Saved entries
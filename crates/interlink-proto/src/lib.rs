//! Data model for the Interlink packet-relay protocol.
//!
//! Interlink moves opaque application packets between two ledgers over a
//! verified channel. This crate holds everything both ledgers must agree on
//! bit for bit: identifiers, channel records, packets, commitments and the
//! store key paths that proofs are made against.
//!
//! Nothing here touches storage or performs verification. The lifecycle
//! engine lives in `interlink-core`.
//!
//! # Security
//!
//! Commitments are SHA-256 digests. Identifiers are validated on
//! construction and on deserialization, so a malformed identifier can never
//! be spliced into a key path.
#![forbid(unsafe_code)]
#![warn(missing_docs)]

pub mod channel;
pub mod commitment;
pub mod connection;
pub mod errors;
pub mod height;
pub mod identifier;
pub mod packet;
pub mod path;
pub mod payloads;

pub use channel::{Channel, Counterparty, Order, State};
pub use commitment::Commitment;
pub use connection::{ClientState, ConnectionEnd, ConnectionState};
pub use errors::{Result, ValidationError};
pub use height::Height;
pub use identifier::{ChannelId, ClientId, ConnectionId, PortId};
pub use packet::{Acknowledgement, OpaquePacketData, Packet, PacketData};
pub use payloads::{Coin, FungibleTokenPacketData};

Assignment:
Repeat, without changes, every line from the one that contains "pub mod errors;" through the final line of the data.

Task solution:
pub mod errors;
pub mod height;
pub mod identifier;
pub mod packet;
pub mod path;
pub mod payloads;

pub use channel::{Channel, Counterparty, Order, State};
pub use commitment::Commitment;
pub use connection::{ClientState, ConnectionEnd, ConnectionState};
pub use errors::{Result, ValidationError};
pub use height::Height;
pub use identifier::{ChannelId, ClientId, ConnectionId, PortId};
pub use packet::{Acknowledgement, OpaquePacketData, Packet, PacketData};
pub use payloads::{Coin, FungibleTokenPacketData};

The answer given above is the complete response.